Wherever a line holds the word "BranchEvent", copy that line from the data.

* _Source data_
---+---

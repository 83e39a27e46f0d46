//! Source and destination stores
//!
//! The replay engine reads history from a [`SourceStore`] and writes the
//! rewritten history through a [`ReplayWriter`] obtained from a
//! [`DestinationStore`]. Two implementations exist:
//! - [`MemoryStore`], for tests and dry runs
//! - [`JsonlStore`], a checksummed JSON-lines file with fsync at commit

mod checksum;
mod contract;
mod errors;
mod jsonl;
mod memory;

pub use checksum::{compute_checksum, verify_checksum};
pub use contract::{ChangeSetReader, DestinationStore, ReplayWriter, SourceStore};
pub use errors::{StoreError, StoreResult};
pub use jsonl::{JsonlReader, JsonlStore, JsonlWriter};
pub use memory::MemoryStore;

---+---

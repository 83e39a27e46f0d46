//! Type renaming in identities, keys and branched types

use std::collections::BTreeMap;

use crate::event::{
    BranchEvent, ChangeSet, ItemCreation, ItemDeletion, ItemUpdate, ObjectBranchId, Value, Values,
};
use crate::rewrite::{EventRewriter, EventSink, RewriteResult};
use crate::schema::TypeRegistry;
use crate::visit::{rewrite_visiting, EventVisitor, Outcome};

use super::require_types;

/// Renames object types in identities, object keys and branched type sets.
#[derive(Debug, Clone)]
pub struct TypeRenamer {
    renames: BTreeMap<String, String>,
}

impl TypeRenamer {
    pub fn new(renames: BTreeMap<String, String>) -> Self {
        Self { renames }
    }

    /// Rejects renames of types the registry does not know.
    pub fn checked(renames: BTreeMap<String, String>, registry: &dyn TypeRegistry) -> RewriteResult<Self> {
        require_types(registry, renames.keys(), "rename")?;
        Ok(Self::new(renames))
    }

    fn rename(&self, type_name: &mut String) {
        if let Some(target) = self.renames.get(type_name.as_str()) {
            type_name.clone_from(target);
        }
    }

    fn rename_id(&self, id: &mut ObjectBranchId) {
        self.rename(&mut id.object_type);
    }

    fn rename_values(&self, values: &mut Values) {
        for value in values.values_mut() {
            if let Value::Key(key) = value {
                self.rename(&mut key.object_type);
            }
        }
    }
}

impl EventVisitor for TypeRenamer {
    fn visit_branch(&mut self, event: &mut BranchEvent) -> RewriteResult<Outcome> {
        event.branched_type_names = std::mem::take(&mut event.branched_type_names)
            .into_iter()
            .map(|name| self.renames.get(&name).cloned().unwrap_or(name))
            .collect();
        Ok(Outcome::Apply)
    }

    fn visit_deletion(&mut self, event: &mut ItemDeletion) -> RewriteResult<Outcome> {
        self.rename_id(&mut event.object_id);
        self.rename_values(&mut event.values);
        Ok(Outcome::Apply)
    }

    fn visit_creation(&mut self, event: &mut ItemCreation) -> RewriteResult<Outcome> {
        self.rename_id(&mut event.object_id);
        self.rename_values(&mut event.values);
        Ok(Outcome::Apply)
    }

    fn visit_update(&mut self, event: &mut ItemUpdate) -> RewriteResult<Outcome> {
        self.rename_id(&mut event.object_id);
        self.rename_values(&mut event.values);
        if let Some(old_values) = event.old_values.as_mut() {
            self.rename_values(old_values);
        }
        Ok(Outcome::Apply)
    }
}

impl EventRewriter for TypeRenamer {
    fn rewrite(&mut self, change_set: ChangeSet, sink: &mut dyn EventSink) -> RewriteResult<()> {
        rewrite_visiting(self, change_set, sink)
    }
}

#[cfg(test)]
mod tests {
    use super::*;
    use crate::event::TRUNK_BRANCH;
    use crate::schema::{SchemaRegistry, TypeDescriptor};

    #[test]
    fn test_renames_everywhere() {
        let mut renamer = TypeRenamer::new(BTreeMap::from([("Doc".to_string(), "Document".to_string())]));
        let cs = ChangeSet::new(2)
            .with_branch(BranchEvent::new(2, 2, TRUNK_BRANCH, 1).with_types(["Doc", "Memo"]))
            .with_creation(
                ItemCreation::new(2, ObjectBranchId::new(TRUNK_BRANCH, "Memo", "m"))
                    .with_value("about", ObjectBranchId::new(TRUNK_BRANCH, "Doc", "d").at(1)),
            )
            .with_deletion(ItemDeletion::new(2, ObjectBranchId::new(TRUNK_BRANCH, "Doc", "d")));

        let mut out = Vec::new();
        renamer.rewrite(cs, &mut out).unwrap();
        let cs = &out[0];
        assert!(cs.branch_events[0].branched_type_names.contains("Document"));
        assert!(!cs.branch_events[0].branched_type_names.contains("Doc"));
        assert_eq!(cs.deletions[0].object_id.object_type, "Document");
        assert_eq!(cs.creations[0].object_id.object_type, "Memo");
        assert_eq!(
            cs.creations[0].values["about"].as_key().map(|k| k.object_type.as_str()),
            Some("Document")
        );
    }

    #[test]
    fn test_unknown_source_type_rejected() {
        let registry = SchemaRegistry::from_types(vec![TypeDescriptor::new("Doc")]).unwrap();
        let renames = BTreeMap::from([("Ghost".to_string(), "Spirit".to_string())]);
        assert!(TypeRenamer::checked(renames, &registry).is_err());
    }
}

---+---

* _Solution to this problem_
    BranchEvent, ChangeSet, ItemCreation, ItemDeletion, ItemUpdate, ObjectBranchId, Value, Values,
    fn visit_branch(&mut self, event: &mut BranchEvent) -> RewriteResult<Outcome> {
            .with_branch(BranchEvent::new(2, 2, TRUNK_BRANCH, 1).with_types(["Doc", "Memo"]))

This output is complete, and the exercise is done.